> TASK GOAL:
Write out exactly the line containing "Self::with_status(data, StatusCode::CREATED)" along with each line that follows it in the records below, and no others.

= = = = = = =

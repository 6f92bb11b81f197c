use axum::{
    http::StatusCode,
    response::{IntoResponse, Json, Response},
};
use serde::Serialize;
use serde_json::json;

/// Wrapper for API responses that automatically adds success envelope
#[derive(Debug)]
pub struct ApiResponse<T: Serialize> {
    pub data: T,
    pub status_code: Option<StatusCode>,
}

impl<T: Serialize> ApiResponse<T> {
    /// Create a successful API response with default 200 status
    pub fn success(data: T) -> Self {
        Self {
            data,
            status_code: None, // Default to 200 OK
        }
    }

    /// Create an API response with custom status code
    pub fn with_status(data: T, status_code: StatusCode) -> Self {
        Self {
            data,
            status_code: Some(status_code),
        }
    }

    /// Create a 201 Created response
    pub fn created(data: T) -> Self {
        Self::with_status(data, StatusCode::CREATED)
    }
}

impl<T: Serialize> IntoResponse for ApiResponse<T> {
    fn into_response(self) -> Response {
        let status = self.status_code.unwrap_or(StatusCode::OK);

        let data_value = match serde_json::to_value(&self.data) {
            Ok(value) => value,
            Err(e) => {
                tracing::error!("Failed to serialize response data: {}", e);
                return (
                    StatusCode::INTERNAL_SERVER_ERROR,
                    Json(json!({
                        "error": true,
                        "message": "Failed to serialize response data",
                        "code": "INTERNAL_SERVER_ERROR"
                    })),
                )
                    .into_response();
            }
        };

        let envelope = json!({
            "success": true,
            "data": data_value
        });

        (status, Json(envelope)).into_response()
    }
}

pub type ApiResult<T> = Result<ApiResponse<T>, crate::error::ApiError>;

= = = = = = =

> SOLUTION TO THE EXERCISE:
        Self::with_status(data, StatusCode::CREATED)
    }
}

impl<T: Serialize> IntoResponse for ApiResponse<T> {
    fn into_response(self) -> Response {
        let status = self.status_code.unwrap_or(StatusCode::OK);

        let data_value = match serde_json::to_value(&self.data) {
            Ok(value) => value,
            Err(e) => {
                tracing::error!("Failed to serialize response data: {}", e);
                return (
                    StatusCode::INTERNAL_SERVER_ERROR,
                    Json(json!({
                        "error": true,
                        "message": "Failed to serialize response data",
                        "code": "INTERNAL_SERVER_ERROR"
                    })),
                )
                    .into_response();
            }
        };

        let envelope = json!({
            "success": true,
            "data": data_value
        });

        (status, Json(envelope)).into_response()
    }
}

pub type ApiResult<T> = Result<ApiResponse<T>, crate::error::ApiError>;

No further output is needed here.